#### What this task involves
After finding the line containing "self.slides[si].renumber(&order);" below, please output that line and each following one through the line containing "(true, Some(n)) if", exactly as written.

[Start of Attachment]

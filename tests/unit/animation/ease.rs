use super::*;

const CURVES: [Ease; 5] = [
    Ease::Linear,
    Ease::OutCubic,
    Ease::InOut,
    Ease::OutElastic,
    Ease::OutBack,
];

fn close(a: f64, b: f64) -> bool {
    (a - b).abs() < 1e-12
}

#[test]
fn every_curve_starts_at_zero_and_lands_on_one() {
    for ease in CURVES {
        assert!(close(ease.apply(0.0), 0.0), "{ease:?} at 0");
        assert_eq!(ease.apply(1.0), 1.0, "{ease:?} at 1");
    }
}

#[test]
fn non_overshooting_curves_rise() {
    for ease in [Ease::Linear, Ease::OutCubic, Ease::InOut] {
        let samples: Vec<f64> = (0..=20).map(|i| ease.apply(f64::from(i) / 20.0)).collect();
        assert!(samples.windows(2).all(|w| w[0] < w[1]), "{ease:?}");
    }
}

#[test]
fn progress_outside_unit_range_is_clamped() {
    assert_eq!(Ease::OutCubic.apply(-3.0), 0.0);
    assert_eq!(Ease::OutBack.apply(7.0), 1.0);
    assert_eq!(Ease::OutElastic.apply(f64::INFINITY), 1.0);
}

#[test]
fn out_curves_follow_their_closed_forms() {
    let t: f64 = 0.3;
    assert!(close(Ease::OutCubic.apply(t), 0.657));
    assert!(close(
        Ease::OutBack.apply(t),
        1.0 + 2.70158 * (t - 1.0).powi(3) + 1.70158 * (t - 1.0).powi(2)
    ));
    assert!(close(
        Ease::OutElastic.apply(t),
        2f64.powf(-3.0) * (2.25 * (2.0 * PI / 3.0)).sin() + 1.0
    ));
    assert!(close(Ease::InOut.apply(0.5), 0.5));
    assert!(close(Ease::InOut.apply(0.25), 0.15625));
}

#[test]
fn elastic_and_back_overshoot() {
    assert!((1..100).any(|i| Ease::OutBack.apply(f64::from(i) / 100.0) > 1.0));
    assert!((1..100).any(|i| Ease::OutElastic.apply(f64::from(i) / 100.0) > 1.0));
}

#[test]
fn curves_serialize_by_name() {
    assert_eq!(serde_json::to_string(&Ease::OutElastic).unwrap(), "\"outElastic\"");
    let ease: Ease = serde_json::from_str("\"inOut\"").unwrap();
    assert_eq!(ease, Ease::InOut);
    assert!(serde_json::from_str::<Ease>("\"inQuad\"").is_err());
}
//! Persisted slide/element data and per-element animation configuration.
//!
//! This is the data the editor saves. Playback never writes here; only the editing operations
//! below do, and they keep the click-order invariant: an element has a click order iff it is
//! click-gated, and click orders are unique within a slide.

use crate::animation::preset::{Direction, PresetOptions, PresetRegistry};
use crate::foundation::core::{ElementKind, OriginalState};
use crate::foundation::error::{MotionError, MotionResult};
use std::collections::{BTreeSet, HashSet};

fn enabled_default() -> bool {
    true
}

fn duration_default() -> f64 {
    0.5
}

/// Animation settings attached to one canvas element.
#[derive(Clone, Debug, PartialEq, serde::Serialize, serde::Deserialize)]
#[serde(rename_all = "camelCase")]
pub struct ElementAnimationConfig {
    #[serde(default = "enabled_default")]
    pub enabled: bool,
    /// Preset id.
    #[serde(rename = "type")]
    pub preset: String,
    #[serde(rename = "duration", default = "duration_default")]
    pub duration_secs: f64,
    #[serde(default)]
    pub appear_on_click: bool,
    #[serde(default, skip_serializing_if = "Option::is_none")]
    pub click_order: Option<u32>,
    #[serde(default)]
    pub direction: Direction,
}

impl ElementAnimationConfig {
    pub fn new(preset: impl Into<String>, duration_secs: f64) -> Self {
        Self {
            enabled: true,
            preset: preset.into(),
            duration_secs,
            appear_on_click: false,
            click_order: None,
            direction: Direction::default(),
        }
    }

    /// Gate the element behind a click; the order is assigned when the config is applied.
    pub fn on_click(mut self) -> Self {
        self.appear_on_click = true;
        self
    }

    pub fn with_click_order(mut self, order: u32) -> Self {
        self.appear_on_click = true;
        self.click_order = Some(order);
        self
    }

    pub fn with_direction(mut self, direction: Direction) -> Self {
        self.direction = direction;
        self
    }

    pub fn disabled(mut self) -> Self {
        self.enabled = false;
        self
    }

    pub fn options(&self) -> PresetOptions {
        PresetOptions {
            direction: self.direction,
        }
    }
}

/// One canvas element as persisted by the editor.
#[derive(Clone, Debug, PartialEq, serde::Serialize, serde::Deserialize)]
#[serde(rename_all = "camelCase")]
pub struct ElementData {
    pub id: String,
    #[serde(rename = "type")]
    pub kind: ElementKind,
    #[serde(default)]
    pub x: f64,
    #[serde(default)]
    pub y: f64,
    #[serde(default, skip_serializing_if = "Option::is_none")]
    pub scale_x: Option<f64>,
    #[serde(default, skip_serializing_if = "Option::is_none")]
    pub scale_y: Option<f64>,
    #[serde(default, skip_serializing_if = "Option::is_none")]
    pub opacity: Option<f64>,
    #[serde(default, skip_serializing_if = "Option::is_none")]
    pub rotation: Option<f64>,
    #[serde(default, skip_serializing_if = "Option::is_none")]
    pub text: Option<String>,
    #[serde(default, skip_serializing_if = "Option::is_none")]
    pub animation: Option<ElementAnimationConfig>,
}

impl ElementData {
    pub fn new(id: impl Into<String>, kind: ElementKind, x: f64, y: f64) -> Self {
        Self {
            id: id.into(),
            kind,
            x,
            y,
            scale_x: None,
            scale_y: None,
            opacity: None,
            rotation: None,
            text: None,
            animation: None,
        }
    }

    pub fn with_text(mut self, text: impl Into<String>) -> Self {
        self.text = Some(text.into());
        self
    }

    pub fn with_animation(mut self, config: ElementAnimationConfig) -> Self {
        self.animation = Some(config);
        self
    }

    /// Enabled animation config, if any.
    pub fn active_animation(&self) -> Option<&ElementAnimationConfig> {
        self.animation.as_ref().filter(|a| a.enabled)
    }

    /// Waits for a click during presentation. Disabled configs never gate.
    pub fn is_click_gated(&self) -> bool {
        self.active_animation().is_some_and(|a| a.appear_on_click)
    }

    /// Click order of a gated config, enabled or not.
    pub fn click_order(&self) -> Option<u32> {
        self.animation
            .as_ref()
            .filter(|a| a.appear_on_click)
            .and_then(|a| a.click_order)
    }
}

/// Resolve the element's persisted pose, filling absent fields with their defaults
/// (scale 1, opacity 1, rotation 0).
pub fn resolve_original_state(element: &ElementData) -> OriginalState {
    OriginalState {
        x: element.x,
        y: element.y,
        scale_x: element.scale_x.unwrap_or(1.0),
        scale_y: element.scale_y.unwrap_or(1.0),
        opacity: element.opacity.unwrap_or(1.0),
        rotation: element.rotation.unwrap_or(0.0),
    }
}

#[derive(Clone, Debug, PartialEq, serde::Serialize, serde::Deserialize)]
pub struct Slide {
    pub id: String,
    #[serde(default)]
    pub elements: Vec<ElementData>,
}

impl Slide {
    pub fn new(id: impl Into<String>, elements: Vec<ElementData>) -> Self {
        Self {
            id: id.into(),
            elements,
        }
    }

    pub fn element(&self, id: &str) -> Option<&ElementData> {
        self.elements.iter().find(|e| e.id == id)
    }

    /// Elements configured to appear on click, in reveal order.
    ///
    /// Sorting is stable: equal click orders keep element order, and a missing order sorts last.
    pub fn click_sequence(&self) -> Vec<&ElementData> {
        let mut gated: Vec<&ElementData> = self
            .elements
            .iter()
            .filter(|e| e.animation.as_ref().is_some_and(|a| a.appear_on_click))
            .collect();
        gated.sort_by_key(|e| e.click_order().unwrap_or(u32::MAX));
        gated
    }

    pub fn max_click_order(&self) -> u32 {
        self.elements
            .iter()
            .filter_map(ElementData::click_order)
            .max()
            .unwrap_or(0)
    }

    fn renumber(&mut self, ordered_ids: &[String]) {
        for (i, id) in ordered_ids.iter().enumerate() {
            if let Some(config) = self
                .elements
                .iter_mut()
                .find(|e| &e.id == id)
                .and_then(|e| e.animation.as_mut())
            {
                config.click_order = Some(i as u32 + 1);
            }
        }
    }
}

/// Which neighbour to swap with in a click sequence.
#[derive(Clone, Copy, Debug, PartialEq, Eq)]
pub enum ClickStep {
    Earlier,
    Later,
}

#[derive(Clone, Debug, Default, PartialEq, serde::Serialize, serde::Deserialize)]
pub struct Deck {
    #[serde(default)]
    pub title: String,
    #[serde(default)]
    pub slides: Vec<Slide>,
}

impl Deck {
    pub fn new(slides: Vec<Slide>) -> Self {
        Self {
            title: String::new(),
            slides,
        }
    }

    pub fn from_json(json: &str) -> MotionResult<Self> {
        Ok(serde_json::from_str(json)?)
    }

    pub fn to_json_pretty(&self) -> MotionResult<String> {
        Ok(serde_json::to_string_pretty(self)?)
    }

    pub fn slide_count(&self) -> usize {
        self.slides.len()
    }

    pub fn slide(&self, index: usize) -> MotionResult<&Slide> {
        self.slides.get(index).ok_or(MotionError::SlideOutOfRange {
            index,
            len: self.slides.len(),
        })
    }

    fn locate(&self, id: &str) -> MotionResult<(usize, usize)> {
        self.slides
            .iter()
            .enumerate()
            .find_map(|(si, slide)| {
                slide
                    .elements
                    .iter()
                    .position(|e| e.id == id)
                    .map(|ei| (si, ei))
            })
            .ok_or_else(|| MotionError::element_not_found(id))
    }

    pub fn element(&self, id: &str) -> Option<&ElementData> {
        let (si, ei) = self.locate(id).ok()?;
        Some(&self.slides[si].elements[ei])
    }

    /// Index of the slide holding `id`.
    pub fn slide_of(&self, id: &str) -> Option<usize> {
        self.locate(id).ok().map(|(si, _)| si)
    }

    pub fn animation_config(&self, id: &str) -> Option<&ElementAnimationConfig> {
        self.element(id)?.animation.as_ref()
    }

    pub fn original_state(&self, id: &str) -> MotionResult<OriginalState> {
        self.element(id)
            .map(resolve_original_state)
            .ok_or_else(|| MotionError::element_not_found(id))
    }

    /// Store `config` on the element. No playback happens.
    ///
    /// A click-gated config keeps an explicit or previously assigned order when it is positive
    /// and free on the slide; otherwise it gets `max + 1`. Configs that are not click-gated
    /// lose their order.
    #[tracing::instrument(skip(self, config), fields(preset = %config.preset))]
    pub fn apply_animation_config(
        &mut self,
        id: &str,
        config: ElementAnimationConfig,
    ) -> MotionResult<()> {
        let mut config = config;
        let (si, ei) = self.locate(id)?;
        let slide = &mut self.slides[si];

        if config.appear_on_click {
            let others = || {
                slide
                    .elements
                    .iter()
                    .enumerate()
                    .filter(move |(i, _)| *i != ei)
                    .filter_map(|(_, e)| e.click_order())
            };
            let previous = slide.elements[ei].click_order();
            let wanted = config.click_order.or(previous);
            config.click_order = match wanted {
                Some(n) if n > 0 && !others().any(|o| o == n) => Some(n),
                _ => Some(others().max().unwrap_or(0) + 1),
            };
        } else {
            config.click_order = None;
        }

        tracing::debug!(
            element = id,
            click_order = ?config.click_order,
            "animation config applied"
        );
        slide.elements[ei].animation = Some(config);
        Ok(())
    }

    /// Drop the element's animation and close the gap it leaves in the click sequence.
    pub fn remove_animation(&mut self, id: &str) -> MotionResult<Option<ElementAnimationConfig>> {
        let (si, ei) = self.locate(id)?;
        let slide = &mut self.slides[si];
        let removed = slide.elements[ei].animation.take();
        if removed.as_ref().is_some_and(|a| a.appear_on_click) {
            let order: Vec<String> = slide.click_sequence().iter().map(|e| e.id.clone()).collect();
            slide.renumber(&order);
        }
        Ok(removed)
    }

    /// Assign click orders `1..=n` following `ordered_ids`, which must list every click-gated
    /// element of the slide exactly once.
    pub fn reorder_click_sequence(
        &mut self,
        slide_index: usize,
        ordered_ids: &[&str],
    ) -> MotionResult<()> {
        let len = self.slides.len();
        let slide = self
            .slides
            .get_mut(slide_index)
            .ok_or(MotionError::SlideOutOfRange {
                index: slide_index,
                len,
            })?;

        let gated: BTreeSet<&str> = slide
            .click_sequence()
            .iter()
            .map(|e| e.id.as_str())
            .collect();
        let requested: BTreeSet<&str> = ordered_ids.iter().copied().collect();
        if requested.len() != ordered_ids.len() || requested != gated {
            return Err(MotionError::validation(format!(
                "click sequence for slide {slide_index} must list each click-gated element once"
            )));
        }

        let order: Vec<String> = ordered_ids.iter().map(|s| (*s).to_owned()).collect();
        slide.renumber(&order);
        Ok(())
    }

    /// Swap a click-gated element with its neighbour. Returns `false` at either end.
    pub fn move_click_order(&mut self, id: &str, step: ClickStep) -> MotionResult<bool> {
        let (si, _) = self.locate(id)?;
        let mut order: Vec<String> = self.slides[si]
            .click_sequence()
            .iter()
            .map(|e| e.id.clone())
            .collect();
        let pos = order
            .iter()
            .position(|e| e == id)
            .ok_or_else(|| MotionError::validation(format!("element '{id}' is not click-gated")))?;
        let target = match step {
            ClickStep::Earlier => pos.checked_sub(1),
            ClickStep::Later => Some(pos + 1).filter(|&p| p < order.len()),
        };
        let Some(target) = target else {
            return Ok(false);
        };
        order.swap(pos, target);
        self.slides[si].renumber(&order);
        Ok(true)
    }

    /// Structural checks: unique element ids, known presets, and the click-order invariant.
    ///
    /// Playback tolerates decks that fail this; it is meant for editing tools.
    pub fn validate(&self, registry: &PresetRegistry) -> MotionResult<()> {
        let mut ids = HashSet::new();
        for (si, slide) in self.slides.iter().enumerate() {
            let mut orders = HashSet::new();
            for element in &slide.elements {
                if !ids.insert(element.id.as_str()) {
                    return Err(MotionError::validation(format!(
                        "duplicate element id '{}'",
                        element.id
                    )));
                }
                let Some(config) = &element.animation else {
                    continue;
                };
                let preset = registry.lookup(&config.preset)?;
                registry.ensure_applicable(preset, element.kind)?;
                match (config.appear_on_click, config.click_order) {
                    (true, Some(n)) if n > 0 => {
                        if !orders.insert(n) {
                            return Err(MotionError::validation(format!(
                                "slide {si}: click order {n} is used twice"
                            )));
                        }
                    }
                    (true, _) => {
                        return Err(MotionError::validation(format!(
                            "element '{}' appears on click without a positive click order",
                            element.id
                        )));
                    }
                    (false, Some(_)) => {
                        return Err(MotionError::validation(format!(
                            "element '{}' has a click order but does not appear on click",
                            element.id
                        )));
                    }
                    (false, None) => {}
                }
            }
        }
        Ok(())
    }
}

#[cfg(test)]
#[path = "../tests/unit/deck.rs"]
mod tests;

[End of Attachment]

#### Task output
        self.slides[si].renumber(&order);
        Ok(true)
    }

    /// Structural checks: unique element ids, known presets, and the click-order invariant.
    ///
    /// Playback tolerates decks that fail this; it is meant for editing tools.
    pub fn validate(&self, registry: &PresetRegistry) -> MotionResult<()> {
        let mut ids = HashSet::new();
        for (si, slide) in self.slides.iter().enumerate() {
            let mut orders = HashSet::new();
            for element in &slide.elements {
                if !ids.insert(element.id.as_str()) {
                    return Err(MotionError::validation(format!(
                        "duplicate element id '{}'",
                        element.id
                    )));
                }
                let Some(config) = &element.animation else {
                    continue;
                };
                let preset = registry.lookup(&config.preset)?;
                registry.ensure_applicable(preset, element.kind)?;
                match (config.appear_on_click, config.click_order) {
                    (true, Some(n)) if n > 0 => {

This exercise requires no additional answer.